::: DATA UNDER STUDY
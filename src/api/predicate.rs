//! Structured predicates over materialized attributes.
//!
//! The engine treats a [`Predicate`] as opaque: it asks which fields the
//! predicate reads (to reject unmaterialized ones up front) and then calls
//! [`Predicate::evaluate`] per candidate. [`FieldPredicate`] is a ready-made
//! implementation for hosts that do not bring their own.

use std::fmt::Debug;

use serde::{Deserialize, Serialize};

use crate::core::types::{AttributeStore, AttributeValue, VectorId};

static NULL: AttributeValue = AttributeValue::Null;

/// Read-only view of one row's materialized attributes.
#[derive(Debug, Clone, Copy)]
pub struct AttributeRow<'a> {
    store: &'a AttributeStore,
    id: VectorId,
}

impl<'a> AttributeRow<'a> {
    pub fn new(store: &'a AttributeStore, id: VectorId) -> Self {
        AttributeRow { store, id }
    }

    pub fn id(&self) -> VectorId {
        self.id
    }

    /// Value of `field`, or `None` when the row carries no attributes.
    pub fn get(&self, field: &str) -> Option<&'a AttributeValue> {
        self.store.get(self.id, field)
    }
}

/// A boolean condition evaluated per candidate row.
///
/// Implementations are shared by concurrent scoring threads.
pub trait Predicate: Send + Sync + Debug {
    /// Fields the predicate reads.
    fn referenced_fields(&self) -> Vec<String>;

    fn evaluate(&self, row: &AttributeRow<'_>) -> bool;
}

/// Field comparisons combined with boolean connectives.
#[derive(Debug, Clone, PartialEq, Serialize, Deserialize)]
pub enum FieldPredicate {
    Equals(String, AttributeValue),
    NotEquals(String, AttributeValue),
    In(String, Vec<AttributeValue>),
    /// Numeric range; either bound may be open. Bounds are inclusive.
    Range {
        field: String,
        min: Option<f64>,
        max: Option<f64>,
    },
    IsNull(String),
    And(Vec<FieldPredicate>),
    Or(Vec<FieldPredicate>),
    Not(Box<FieldPredicate>),
}

impl FieldPredicate {
    pub fn eq<F: Into<String>, V: Into<AttributeValue>>(field: F, value: V) -> Self {
        FieldPredicate::Equals(field.into(), value.into())
    }

    pub fn ne<F: Into<String>, V: Into<AttributeValue>>(field: F, value: V) -> Self {
        FieldPredicate::NotEquals(field.into(), value.into())
    }

    pub fn one_of<F, I, V>(field: F, values: I) -> Self
    where
        F: Into<String>,
        I: IntoIterator<Item = V>,
        V: Into<AttributeValue>,
    {
        FieldPredicate::In(field.into(), values.into_iter().map(Into::into).collect())
    }

    pub fn range<F: Into<String>>(field: F, min: Option<f64>, max: Option<f64>) -> Self {
        FieldPredicate::Range {
            field: field.into(),
            min,
            max,
        }
    }

    pub fn is_null<F: Into<String>>(field: F) -> Self {
        FieldPredicate::IsNull(field.into())
    }

    pub fn and(self, other: FieldPredicate) -> Self {
        match self {
            FieldPredicate::And(mut all) => {
                all.push(other);
                FieldPredicate::And(all)
            }
            this => FieldPredicate::And(vec![this, other]),
        }
    }

    pub fn or(self, other: FieldPredicate) -> Self {
        match self {
            FieldPredicate::Or(mut any) => {
                any.push(other);
                FieldPredicate::Or(any)
            }
            this => FieldPredicate::Or(vec![this, other]),
        }
    }

    #[allow(clippy::should_implement_trait)]
    pub fn not(self) -> Self {
        FieldPredicate::Not(Box::new(self))
    }

    fn collect_fields(&self, out: &mut Vec<String>) {
        match self {
            FieldPredicate::Equals(field, _)
            | FieldPredicate::NotEquals(field, _)
            | FieldPredicate::In(field, _)
            | FieldPredicate::Range { field, .. }
            | FieldPredicate::IsNull(field) => {
                if !out.contains(field) {
                    out.push(field.clone());
                }
            }
            FieldPredicate::And(children) | FieldPredicate::Or(children) => {
                for child in children {
                    child.collect_fields(out);
                }
            }
            FieldPredicate::Not(child) => child.collect_fields(out),
        }
    }
}

impl Predicate for FieldPredicate {
    fn referenced_fields(&self) -> Vec<String> {
        let mut fields = Vec::new();
        self.collect_fields(&mut fields);
        fields
    }

    /// Rows without attributes read every field as null.
    fn evaluate(&self, row: &AttributeRow<'_>) -> bool {
        let value = |field: &str| row.get(field).unwrap_or(&NULL);
        match self {
            FieldPredicate::Equals(field, expected) => value(field).matches(expected),
            FieldPredicate::NotEquals(field, expected) => !value(field).matches(expected),
            FieldPredicate::In(field, options) => {
                let actual = value(field);
                options.iter().any(|o| actual.matches(o))
            }
            FieldPredicate::Range { field, min, max } => match value(field).as_f64() {
                Some(v) => min.is_none_or(|lo| v >= lo) && max.is_none_or(|hi| v <= hi),
                None => false,
            },
            FieldPredicate::IsNull(field) => value(field).is_null(),
            FieldPredicate::And(children) => children.iter().all(|c| c.evaluate(row)),
            FieldPredicate::Or(children) => children.iter().any(|c| c.evaluate(row)),
            FieldPredicate::Not(child) => !child.evaluate(row),
        }
    }
}

#[cfg(test)]
mod tests {
    use super::*;
    use crate::core::types::RowAttributes;

    fn store() -> AttributeStore {
        let mut store = AttributeStore::new(vec!["color".into(), "price".into()]);
        let rows: [(VectorId, &str, f64); 3] = [(1, "red", 10.0), (2, "blue", 25.5), (3, "red", 40.0)];
        for (id, color, price) in rows {
            let mut row = RowAttributes::new();
            row.insert("color".into(), color.into());
            row.insert("price".into(), price.into());
            store.push(id, &row).unwrap();
        }
        store.push(4, &RowAttributes::new()).unwrap();
        store
    }

    fn matching(store: &AttributeStore, predicate: &FieldPredicate) -> Vec<VectorId> {
        (1..=5)
            .filter(|&id| predicate.evaluate(&AttributeRow::new(store, id)))
            .collect()
    }

    #[test]
    fn test_comparisons() {
        let store = store();
        assert_eq!(matching(&store, &FieldPredicate::eq("color", "red")), vec![1, 3]);
        assert_eq!(matching(&store, &FieldPredicate::ne("color", "red")), vec![2, 4, 5]);
        assert_eq!(
            matching(&store, &FieldPredicate::one_of("color", ["blue", "green"])),
            vec![2]
        );
        assert_eq!(
            matching(&store, &FieldPredicate::range("price", Some(10.0), Some(30.0))),
            vec![1, 2]
        );
        assert_eq!(matching(&store, &FieldPredicate::is_null("price")), vec![4, 5]);
    }

    #[test]
    fn test_connectives() {
        let store = store();
        let cheap_red = FieldPredicate::eq("color", "red").and(FieldPredicate::range("price", None, Some(20.0)));
        assert_eq!(matching(&store, &cheap_red), vec![1]);

        let either = FieldPredicate::eq("color", "blue").or(FieldPredicate::range("price", Some(30.0), None));
        assert_eq!(matching(&store, &either), vec![2, 3]);

        assert_eq!(matching(&store, &either.not()), vec![1, 4, 5]);
    }

    #[test]
    fn test_referenced_fields() {
        let predicate = FieldPredicate::eq("color", "red")
            .and(FieldPredicate::range("price", Some(1.0), None))
            .and(FieldPredicate::ne("color", "blue").not());
        assert_eq!(predicate.referenced_fields(), vec!["color", "price"]);
    }
}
::::::
→ ASSIGNED TASK
Say how many lines in the data hold the string "children", and write nothing else.

→ EXERCISE RESPONSE
4